# How to complete this task
Scan the entries and tally the lines that include the string "only". Reply with the figure alone.
=== Begin Enclosure ===
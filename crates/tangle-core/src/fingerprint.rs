//! File fingerprints for cheap change detection.
//!
//! A fingerprint is `(mtime, size, content hash)`. The hash uses BLAKE3,
//! hex-encoded, so two files are considered unchanged only when all three
//! components match.

use serde::{Deserialize, Serialize};

use crate::traits::FileStat;

/// Fingerprint of one file at one point in time.
#[derive(Debug, Clone, PartialEq, Eq, Serialize, Deserialize)]
pub struct Fingerprint {
    /// Modification time in milliseconds since the epoch.
    #[serde(rename = "mtime")]
    pub mtime_ms: u64,
    /// File size in bytes.
    pub size: u64,
    /// Hex-encoded BLAKE3 digest of the content.
    pub hash: String,
}

impl Fingerprint {
    /// Fingerprint file content together with its stat info.
    pub fn of(content: &str, stat: &FileStat) -> Self {
        Self {
            mtime_ms: stat.mtime_ms,
            size: stat.size,
            hash: hash_content(content),
        }
    }
}

/// Hex-encoded BLAKE3 digest of a string.
pub fn hash_content(content: &str) -> String {
    let digest = blake3::hash(content.as_bytes());
    hex::encode(digest.as_bytes())
}
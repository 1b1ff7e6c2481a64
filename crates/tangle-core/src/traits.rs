//! File-system abstraction consumed by the index builder and watch pipeline.
//!
//! The core never talks to the file system directly; everything goes through
//! [`FsAdapter`] so desktop, mobile, and test hosts can plug in their own
//! implementations. Watching is delivered separately as an event stream by
//! the watch crate, since channel plumbing is host-specific.

use std::path::{Path, PathBuf};

use async_trait::async_trait;

use crate::error::Result;

/// Minimal stat info used for fingerprinting.
#[derive(Debug, Clone, Copy, PartialEq, Eq)]
pub struct FileStat {
    /// Modification time in milliseconds since the epoch.
    pub mtime_ms: u64,
    /// File size in bytes.
    pub size: u64,
}

/// Read-only file-system access, async at every call.
#[async_trait]
pub trait FsAdapter: Send + Sync {
    /// List all regular files under `dir`, recursively, as paths relative to
    /// `dir`. Internal bookkeeping directories (anything starting with `.`)
    /// are not listed.
    async fn list_files(&self, dir: &Path) -> Result<Vec<PathBuf>>;

    /// Read a file as UTF-8 text.
    async fn read_file(&self, path: &Path) -> Result<String>;

    /// Stat a file.
    async fn stat(&self, path: &Path) -> Result<FileStat>;
}
//! Persisted search and backlink index kept alongside the graph files.
//!
//! The sidecar is a rebuildable cache: pages and blocks are pushed into it
//! by the incremental indexer, and it answers full-text substring search and
//! backlink queries without re-reading the source files. Storage is a single
//! SQLite database under `.graph/`.
//!
//! SQLite allows many readers but one writer, so the connection sits behind
//! a mutex rather than a pool.

pub mod error;
mod schema;

use std::path::Path;
use std::sync::Arc;

use parking_lot::Mutex;
use rusqlite::{params, Connection, OptionalExtension};
use tracing::debug;

use tangle_core::{Backlink, Block, Link, Page, SearchResult};

pub use error::{IndexError, Result};

/// Handle to the sidecar index database.
#[derive(Clone)]
pub struct SidecarIndex {
    conn: Arc<Mutex<Connection>>,
}

impl SidecarIndex {
    /// Open (or create) the index at the given file path.
    pub fn open(path: &Path) -> Result<Self> {
        if let Some(parent) = path.parent() {
            std::fs::create_dir_all(parent)?;
        }
        let conn = Connection::open(path)?;
        schema::migrate(&conn)?;
        debug!(path = %path.display(), "opened sidecar index");
        Ok(Self { conn: Arc::new(Mutex::new(conn)) })
    }

    /// Open a throwaway in-memory index, mainly for tests.
    pub fn open_in_memory() -> Result<Self> {
        let conn = Connection::open_in_memory()?;
        schema::migrate(&conn)?;
        Ok(Self { conn: Arc::new(Mutex::new(conn)) })
    }

    /// Replace a page and all of its blocks and outgoing backlinks.
    pub fn upsert_page(&self, page: &Page, blocks: &[Block]) -> Result<()> {
        let mut conn = self.conn.lock();
        let tx = conn.transaction()?;
        tx.execute("DELETE FROM blocks WHERE page_id = ?1", params![page.title])?;
        tx.execute("DELETE FROM backlinks WHERE source_page = ?1", params![page.title])?;
        tx.execute(
            "INSERT INTO pages (title, path) VALUES (?1, ?2)
             ON CONFLICT(title) DO UPDATE SET path = excluded.path",
            params![page.title, page.path],
        )?;
        for block in blocks {
            let links = serde_json::to_string(&block.links)?;
            tx.execute(
                "INSERT INTO blocks (id, page_id, parent_id, text, links)
                 VALUES (?1, ?2, ?3, ?4, ?5)
                 ON CONFLICT(id) DO UPDATE SET
                     page_id = excluded.page_id,
                     parent_id = excluded.parent_id,
                     text = excluded.text,
                     links = excluded.links",
                params![block.id, block.page_id, block.parent_id, block.text, links],
            )?;
            for link in &block.links {
                tx.execute(
                    "INSERT INTO backlinks (target_key, source_page, source_block_id)
                     VALUES (?1, ?2, ?3)",
                    params![link.target_key(), block.page_id, block.id],
                )?;
            }
        }
        tx.commit()?;
        Ok(())
    }

    /// Remove a page by title, with its blocks and outgoing backlinks.
    pub fn remove_page(&self, title: &str) -> Result<()> {
        let mut conn = self.conn.lock();
        let tx = conn.transaction()?;
        tx.execute("DELETE FROM pages WHERE title = ?1", params![title])?;
        tx.execute("DELETE FROM blocks WHERE page_id = ?1", params![title])?;
        tx.execute("DELETE FROM backlinks WHERE source_page = ?1", params![title])?;
        tx.commit()?;
        Ok(())
    }

    /// Remove whatever page is stored for a file path. Returns the removed
    /// page's title, if one was indexed. Used when a file is deleted and
    /// re-indexed away.
    pub fn remove_path(&self, path: &str) -> Result<Option<String>> {
        let title: Option<String> = {
            let conn = self.conn.lock();
            conn.query_row(
                "SELECT title FROM pages WHERE path = ?1",
                params![path],
                |row| row.get(0),
            )
            .optional()?
        };
        if let Some(ref title) = title {
            self.remove_page(title)?;
        }
        Ok(title)
    }

    /// Case-insensitive substring search over page titles and block text.
    /// All matches, insertion order, no ranking.
    pub fn search(&self, query: &str) -> Result<SearchResult> {
        let conn = self.conn.lock();
        let mut pages = Vec::new();
        let mut stmt = conn.prepare(
            "SELECT title, path FROM pages
             WHERE instr(lower(title), lower(?1)) > 0
             ORDER BY rowid",
        )?;
        let rows = stmt.query_map(params![query], |row| {
            let title: String = row.get(0)?;
            let path: String = row.get(1)?;
            Ok(Page { id: title.clone(), title, path })
        })?;
        for row in rows {
            pages.push(row?);
        }

        let mut blocks = Vec::new();
        let mut stmt = conn.prepare(
            "SELECT id, page_id, parent_id, text, links FROM blocks
             WHERE instr(lower(text), lower(?1)) > 0
             ORDER BY rowid",
        )?;
        let rows = stmt.query_map(params![query], |row| {
            Ok((
                row.get::<_, String>(0)?,
                row.get::<_, String>(1)?,
                row.get::<_, Option<String>>(2)?,
                row.get::<_, String>(3)?,
                row.get::<_, String>(4)?,
            ))
        })?;
        for row in rows {
            let (id, page_id, parent_id, text, links) = row?;
            let links: Vec<Link> = serde_json::from_str(&links)?;
            blocks.push(Block { id, page_id, parent_id, text, links });
        }
        Ok(SearchResult { pages, blocks })
    }

    /// All backlinks recorded against a target key (`page:<title>` or
    /// `block:<id>`).
    pub fn backlinks(&self, target_key: &str) -> Result<Vec<Backlink>> {
        let conn = self.conn.lock();
        let mut stmt = conn.prepare(
            "SELECT source_page, source_block_id FROM backlinks
             WHERE target_key = ?1
             ORDER BY rowid",
        )?;
        let rows = stmt.query_map(params![target_key], |row| {
            Ok(Backlink {
                source_page: row.get(0)?,
                source_block_id: row.get(1)?,
            })
        })?;
        let mut links = Vec::new();
        for row in rows {
            links.push(row?);
        }
        Ok(links)
    }
}
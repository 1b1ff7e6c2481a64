//! Crash-recovery behavior of the WAL-backed writer.
//!
//! A crash is simulated by appending WAL entries without applying them (or
//! applying them only partially) and then running recovery, which must leave
//! the same file contents as a successful non-crashing write.

use tangle_store::{recover, wal, WalEntry, WriteOp};
use tokio::fs;

fn entry(ops: &[(&str, &str)]) -> WalEntry {
    WalEntry {
        ops: ops
            .iter()
            .map(|(path, content)| WriteOp { path: (*path).into(), content: (*content).into() })
            .collect(),
    }
}

#[tokio::test]
async fn replays_wal_entries_on_recovery() {
    let root = tempfile::tempdir().expect("tempdir");
    wal::append(root.path(), &entry(&[("alpha.md", "Alpha")]))
        .await
        .expect("append");

    recover(root.path()).await.expect("recover");

    let data = fs::read_to_string(root.path().join("alpha.md")).await.expect("read");
    assert_eq!(data, "Alpha");
    assert!(wal::read(root.path()).await.expect("wal").is_empty());
}

#[tokio::test]
async fn crash_after_partial_apply_still_converges() {
    let root = tempfile::tempdir().expect("tempdir");
    // The transaction wrote alpha.md but crashed before beta.md and before
    // clearing the log.
    wal::append(root.path(), &entry(&[("alpha.md", "Alpha"), ("pages/beta.md", "Beta")]))
        .await
        .expect("append");
    fs::write(root.path().join("alpha.md"), "Alpha").await.expect("partial apply");

    recover(root.path()).await.expect("recover");

    assert_eq!(
        fs::read_to_string(root.path().join("alpha.md")).await.expect("alpha"),
        "Alpha"
    );
    assert_eq!(
        fs::read_to_string(root.path().join("pages/beta.md")).await.expect("beta"),
        "Beta"
    );
    assert!(wal::read(root.path()).await.expect("wal").is_empty());
}

#[tokio::test]
async fn recovery_is_idempotent() {
    let root = tempfile::tempdir().expect("tempdir");
    wal::append(root.path(), &entry(&[("alpha.md", "Alpha")]))
        .await
        .expect("append");

    recover(root.path()).await.expect("first recover");
    let after_first = fs::read_to_string(root.path().join("alpha.md")).await.expect("read");

    recover(root.path()).await.expect("second recover");
    let after_second = fs::read_to_string(root.path().join("alpha.md")).await.expect("read");

    assert_eq!(after_first, after_second);
    assert!(wal::read(root.path()).await.expect("wal").is_empty());
}

#[tokio::test]
async fn later_entries_win_when_replaying_multiple_transactions() {
    let root = tempfile::tempdir().expect("tempdir");
    wal::append(root.path(), &entry(&[("alpha.md", "old")]))
        .await
        .expect("append old");
    wal::append(root.path(), &entry(&[("alpha.md", "new")]))
        .await
        .expect("append new");

    recover(root.path()).await.expect("recover");

    let data = fs::read_to_string(root.path().join("alpha.md")).await.expect("read");
    assert_eq!(data, "new");
}

#[tokio::test]
async fn recovery_with_no_log_is_a_no_op() {
    let root = tempfile::tempdir().expect("tempdir");
    recover(root.path()).await.expect("recover on clean root");
    assert!(wal::read(root.path()).await.expect("wal").is_empty());
}
//! Write-ahead log.
//!
//! One newline-delimited JSON entry per transaction, appended and fsynced
//! before any file mutation and removed only after every mutation landed. A
//! crash at any point leaves either the old or the new content of each file,
//! and recovery replays whatever entries are still in the log.

use std::path::Path;

use serde::{Deserialize, Serialize};
use tokio::fs;
use tokio::io::AsyncWriteExt;
use tracing::{debug, warn};

use crate::error::Result;
use crate::paths::WAL_FILE;

/// One intended file write: full content for a path relative to the root.
#[derive(Debug, Clone, PartialEq, Eq, Serialize, Deserialize)]
pub struct WriteOp {
    pub path: String,
    pub content: String,
}

/// One transaction's batch of writes.
#[derive(Debug, Clone, PartialEq, Eq, Serialize, Deserialize)]
pub struct WalEntry {
    pub ops: Vec<WriteOp>,
}

/// Append one entry, fsynced so it survives a crash immediately after.
pub async fn append(root: &Path, entry: &WalEntry) -> Result<()> {
    let file = root.join(WAL_FILE);
    if let Some(parent) = file.parent() {
        fs::create_dir_all(parent).await?;
    }
    let mut line = serde_json::to_string(entry)?;
    line.push('\n');
    let mut handle = fs::OpenOptions::new()
        .create(true)
        .append(true)
        .open(&file)
        .await?;
    handle.write_all(line.as_bytes()).await?;
    handle.sync_all().await?;
    debug!(ops = entry.ops.len(), "appended wal entry");
    Ok(())
}

/// Read all pending entries. A missing log means no pending work. A torn
/// trailing line (crash mid-append) is skipped: its transaction never
/// promised durability.
pub async fn read(root: &Path) -> Result<Vec<WalEntry>> {
    let file = root.join(WAL_FILE);
    let text = match fs::read_to_string(&file).await {
        Ok(text) => text,
        Err(e) if e.kind() == std::io::ErrorKind::NotFound => return Ok(Vec::new()),
        Err(e) => return Err(e.into()),
    };
    let mut entries = Vec::new();
    for line in text.lines().filter(|l| !l.trim().is_empty()) {
        match serde_json::from_str::<WalEntry>(line) {
            Ok(entry) => entries.push(entry),
            Err(e) => warn!(error = %e, "skipping malformed wal line"),
        }
    }
    Ok(entries)
}

/// Drop the log. Idempotent.
pub async fn clear(root: &Path) -> Result<()> {
    let file = root.join(WAL_FILE);
    match fs::remove_file(&file).await {
        Ok(()) => Ok(()),
        Err(e) if e.kind() == std::io::ErrorKind::NotFound => Ok(()),
        Err(e) => Err(e.into()),
    }
}

#[cfg(test)]
mod tests {
    use super::*;

    fn entry(path: &str, content: &str) -> WalEntry {
        WalEntry {
            ops: vec![WriteOp { path: path.into(), content: content.into() }],
        }
    }

    #[tokio::test]
    async fn appends_and_reads_back_entries_in_order() {
        let root = tempfile::tempdir().expect("tempdir");
        append(root.path(), &entry("a.md", "A")).await.expect("append");
        append(root.path(), &entry("b.md", "B")).await.expect("append");
        let entries = read(root.path()).await.expect("read");
        assert_eq!(entries.len(), 2);
        assert_eq!(entries[0].ops[0].path, "a.md");
        assert_eq!(entries[1].ops[0].path, "b.md");
    }

    #[tokio::test]
    async fn missing_log_reads_as_empty() {
        let root = tempfile::tempdir().expect("tempdir");
        assert!(read(root.path()).await.expect("read").is_empty());
        clear(root.path()).await.expect("clear is idempotent");
    }

    #[tokio::test]
    async fn torn_trailing_line_is_skipped() {
        let root = tempfile::tempdir().expect("tempdir");
        append(root.path(), &entry("a.md", "A")).await.expect("append");
        let file = root.path().join(WAL_FILE);
        let mut raw = tokio::fs::read_to_string(&file).await.expect("raw log");
        raw.push_str("{\"ops\":[{\"path\":\"b.md\",\"cont");
        tokio::fs::write(&file, raw).await.expect("truncate mid-entry");

        let entries = read(root.path()).await.expect("read");
        assert_eq!(entries.len(), 1);
        assert_eq!(entries[0].ops[0].path, "a.md");
    }

    #[tokio::test]
    async fn clear_removes_the_log() {
        let root = tempfile::tempdir().expect("tempdir");
        append(root.path(), &entry("a.md", "A")).await.expect("append");
        clear(root.path()).await.expect("clear");
        assert!(read(root.path()).await.expect("read").is_empty());
    }
}
//! Error types for the persistence layer.

use thiserror::Error;

/// Errors from WAL, atomic-write, snapshot, and indexing operations.
#[derive(Error, Debug)]
pub enum StoreError {
    /// Underlying file-system call failed. Not retried automatically; the
    /// WAL keeps the entry so recovery can retry on next startup.
    #[error("io error: {0}")]
    Io(#[from] std::io::Error),

    /// WAL entry, snapshot, or fingerprint table failed to (de)serialize.
    #[error("serialization error: {0}")]
    Serialization(#[from] serde_json::Error),

    /// A page path normalized outside the graph root. Rejected before any
    /// disk write is attempted.
    #[error("invalid page path outside root: {0}")]
    InvalidPath(String),

    /// Error from the core graph model.
    #[error(transparent)]
    Core(#[from] tangle_core::CoreError),

    /// Error from the sidecar index.
    #[error(transparent)]
    Index(#[from] tangle_index::IndexError),
}

/// Result type for persistence operations.
pub type Result<T> = std::result::Result<T, StoreError>;
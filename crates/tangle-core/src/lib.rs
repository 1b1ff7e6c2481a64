//! Core graph model for Tangle, a local-first outline knowledge base.
//!
//! Pure data structures and algorithms only; everything that touches disk
//! lives in `tangle-store`, and watch plumbing lives in `tangle-watch`. The
//! on-disk files are the single source of truth — the read index and CRDT
//! documents here are rebuildable caches over them.

pub mod conflict;
pub mod crdt;
pub mod error;
pub mod fingerprint;
pub mod index;
pub mod parser;
pub mod test_support;
pub mod traits;
pub mod types;

pub use conflict::{detect_conflicts, resolve_theirs, BlockConflict, Conflict};
pub use crdt::{
    BlockChange, BlockContent, BlockState, CrdtDelta, CrdtDoc, CrdtOperation, LamportTimestamp,
    ORIGIN_ACTOR,
};
pub use error::{CoreError, Result};
pub use fingerprint::{hash_content, Fingerprint};
pub use index::GraphIndex;
pub use parser::{extract_links, page_to_markdown, parse_page, ParsedPage};
pub use traits::{FileStat, FsAdapter};
pub use types::{block_key, parent_key, Backlink, Block, Link, Page, SearchResult};
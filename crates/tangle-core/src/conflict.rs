//! Divergence detection for the watch path.
//!
//! When a file changes on disk while a parsed snapshot is held in memory,
//! the two versions are compared block by block. Any id present in both with
//! differing text is a conflict. The default resolution keeps the freshly
//! parsed version ("theirs"), but the conflict is surfaced to the caller
//! first so a different policy (for example the CRDT path) can take over.

use serde::{Deserialize, Serialize};
use std::collections::HashMap;

use crate::parser::ParsedPage;

/// One block whose text diverged between the held and re-parsed snapshots.
#[derive(Debug, Clone, PartialEq, Eq, Serialize, Deserialize)]
pub struct BlockConflict {
    pub id: String,
    pub ours: String,
    pub theirs: String,
}

/// All divergent blocks of one file.
#[derive(Debug, Clone, PartialEq, Eq, Serialize, Deserialize)]
pub struct Conflict {
    pub file: String,
    pub blocks: Vec<BlockConflict>,
}

/// Compare two snapshots of the same page. Returns `None` when no block id
/// present in both has different text.
pub fn detect_conflicts(ours: &ParsedPage, theirs: &ParsedPage) -> Option<Conflict> {
    let held: HashMap<&str, &str> = ours
        .blocks
        .iter()
        .map(|b| (b.id.as_str(), b.text.as_str()))
        .collect();
    let blocks: Vec<BlockConflict> = theirs
        .blocks
        .iter()
        .filter_map(|b| match held.get(b.id.as_str()) {
            Some(prev) if *prev != b.text => Some(BlockConflict {
                id: b.id.clone(),
                ours: (*prev).to_string(),
                theirs: b.text.clone(),
            }),
            _ => None,
        })
        .collect();
    if blocks.is_empty() {
        None
    } else {
        Some(Conflict { file: theirs.page.path.clone(), blocks })
    }
}

/// Default resolution policy: the freshly parsed version wins wholesale.
pub fn resolve_theirs(_ours: &ParsedPage, theirs: ParsedPage) -> ParsedPage {
    theirs
}
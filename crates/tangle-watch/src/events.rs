//! Event types flowing through the watch pipeline.

use std::path::PathBuf;

use tangle_core::{Conflict, ParsedPage};

/// Kind of raw file-system event, delivered with at-least-once semantics.
#[derive(Debug, Clone, Copy, PartialEq, Eq)]
pub enum WatchEventKind {
    /// File appeared.
    Added,
    /// File content changed.
    Changed,
    /// File disappeared.
    Removed,
}

impl WatchEventKind {
    pub fn as_str(&self) -> &'static str {
        match self {
            Self::Added => "added",
            Self::Changed => "changed",
            Self::Removed => "removed",
        }
    }
}

/// One raw file-system event from a watch backend.
#[derive(Debug, Clone, PartialEq, Eq)]
pub struct WatchEvent {
    pub kind: WatchEventKind,
    pub path: PathBuf,
}

impl WatchEvent {
    pub fn new(kind: WatchEventKind, path: impl Into<PathBuf>) -> Self {
        Self { kind, path: path.into() }
    }
}

/// Semantic output of the pipeline, one-in analogous-one-out per file path
/// (a conflicting change additionally surfaces the conflict first).
#[derive(Debug, Clone, PartialEq, Eq)]
pub enum GraphEvent {
    /// A page was added or changed; carries the freshly accepted parse.
    Updated { path: String, page: ParsedPage },
    /// Divergent concurrent edits were detected. Emitted before the
    /// theirs-wins update so callers can substitute their own policy.
    Conflict(Conflict),
    /// A page file was deleted.
    Removed { path: String },
}
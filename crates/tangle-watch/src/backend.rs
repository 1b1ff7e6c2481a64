//! Native file-system event backend.
//!
//! Bridges `notify` events into the pipeline's channel form. Polling
//! adapters are equally valid as long as they deliver the same three event
//! kinds with at-least-once semantics; dropping the watcher unsubscribes.

use std::path::Path;

use notify::{EventKind, RecommendedWatcher, RecursiveMode, Watcher};
use tokio::sync::mpsc;
use tracing::warn;

use crate::error::Result;
use crate::events::{WatchEvent, WatchEventKind};

/// Handle keeping a native watch alive. Dropping it stops delivery.
pub struct NotifyWatcher {
    _watcher: RecommendedWatcher,
}

impl NotifyWatcher {
    /// Watch a directory recursively, delivering events on the returned
    /// channel.
    pub fn subscribe(dir: &Path, capacity: usize) -> Result<(Self, mpsc::Receiver<WatchEvent>)> {
        let (tx, rx) = mpsc::channel(capacity);
        let mut watcher =
            notify::recommended_watcher(move |res: notify::Result<notify::Event>| match res {
                Ok(event) => {
                    let Some(kind) = map_kind(&event.kind) else {
                        return;
                    };
                    for path in event.paths {
                        if tx.blocking_send(WatchEvent::new(kind, path)).is_err() {
                            return;
                        }
                    }
                }
                Err(e) => warn!(error = %e, "watch backend error"),
            })?;
        watcher.watch(dir, RecursiveMode::Recursive)?;
        Ok((Self { _watcher: watcher }, rx))
    }
}

fn map_kind(kind: &EventKind) -> Option<WatchEventKind> {
    match kind {
        EventKind::Create(_) => Some(WatchEventKind::Added),
        EventKind::Modify(_) => Some(WatchEventKind::Changed),
        EventKind::Remove(_) => Some(WatchEventKind::Removed),
        _ => None,
    }
}

#[cfg(test)]
mod tests {
    use super::*;
    use notify::event::{CreateKind, ModifyKind, RemoveKind};

    #[test]
    fn maps_the_three_event_kinds() {
        assert_eq!(
            map_kind(&EventKind::Create(CreateKind::File)),
            Some(WatchEventKind::Added)
        );
        assert_eq!(
            map_kind(&EventKind::Modify(ModifyKind::Any)),
            Some(WatchEventKind::Changed)
        );
        assert_eq!(
            map_kind(&EventKind::Remove(RemoveKind::File)),
            Some(WatchEventKind::Removed)
        );
        assert_eq!(map_kind(&EventKind::Access(notify::event::AccessKind::Any)), None);
    }
}
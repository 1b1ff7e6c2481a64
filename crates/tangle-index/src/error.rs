//! Error types for the sidecar index.

use thiserror::Error;

/// Errors from sidecar index operations.
#[derive(Error, Debug)]
pub enum IndexError {
    /// Underlying SQLite error.
    #[error("sqlite error: {0}")]
    Sqlite(#[from] rusqlite::Error),

    /// Link payloads failed to (de)serialize.
    #[error("serialization error: {0}")]
    Serialization(#[from] serde_json::Error),

    /// Index file or its directory could not be created.
    #[error("io error: {0}")]
    Io(#[from] std::io::Error),
}

/// Result type for sidecar index operations.
pub type Result<T> = std::result::Result<T, IndexError>;
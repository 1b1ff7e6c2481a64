//! Persisted fingerprint table.
//!
//! Maps each page path to the fingerprint it had when last indexed, so a
//! reindex pass can skip unchanged files without parsing them. Saved through
//! the atomic writer after every pass, even a pass that changed nothing, so
//! table growth is never lost.

use std::collections::BTreeMap;
use std::path::Path;

use tokio::fs;

use tangle_core::Fingerprint;

use crate::error::Result;
use crate::paths::FINGERPRINTS_FILE;
use crate::wal::WriteOp;
use crate::writer::write_files;

/// Path -> fingerprint map, persisted as JSON under `.graph/`.
#[derive(Debug, Default, Clone)]
pub struct FingerprintTable {
    entries: BTreeMap<String, Fingerprint>,
}

impl FingerprintTable {
    /// Load the table, or start empty when none was saved yet.
    pub async fn load(root: &Path) -> Result<Self> {
        let file = root.join(FINGERPRINTS_FILE);
        let entries = match fs::read_to_string(&file).await {
            Ok(text) => serde_json::from_str(&text)?,
            Err(e) if e.kind() == std::io::ErrorKind::NotFound => BTreeMap::new(),
            Err(e) => return Err(e.into()),
        };
        Ok(Self { entries })
    }

    /// Persist the table through the atomic writer.
    pub async fn save(&self, root: &Path) -> Result<()> {
        let content = serde_json::to_string_pretty(&self.entries)?;
        write_files(
            root,
            &[WriteOp { path: FINGERPRINTS_FILE.to_string(), content }],
        )
        .await
    }

    pub fn get(&self, path: &str) -> Option<&Fingerprint> {
        self.entries.get(path)
    }

    pub fn insert(&mut self, path: String, fingerprint: Fingerprint) {
        self.entries.insert(path, fingerprint);
    }

    pub fn remove(&mut self, path: &str) {
        self.entries.remove(path);
    }

    /// All tracked paths, for stale-entry detection.
    pub fn paths(&self) -> impl Iterator<Item = &String> {
        self.entries.keys()
    }

    pub fn len(&self) -> usize {
        self.entries.len()
    }

    pub fn is_empty(&self) -> bool {
        self.entries.is_empty()
    }
}
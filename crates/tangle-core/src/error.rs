//! Error types for the core graph model.

use thiserror::Error;

/// Errors produced by core graph operations.
#[derive(Error, Debug)]
pub enum CoreError {
    /// Point lookup on a page or block that does not exist.
    #[error("not found: {0}")]
    NotFound(String),

    /// A page path normalized outside the graph root.
    #[error("invalid page path outside root: {0}")]
    InvalidPath(String),

    /// A concurrent external edit diverged from the in-memory state.
    #[error("conflicting edits detected in {0}")]
    ConflictDetected(String),

    /// IO error from a file-system adapter.
    #[error("io error: {0}")]
    Io(#[from] std::io::Error),
}

/// Result type for core operations.
pub type Result<T> = std::result::Result<T, CoreError>;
=== End Enclosure ===
# Task output
5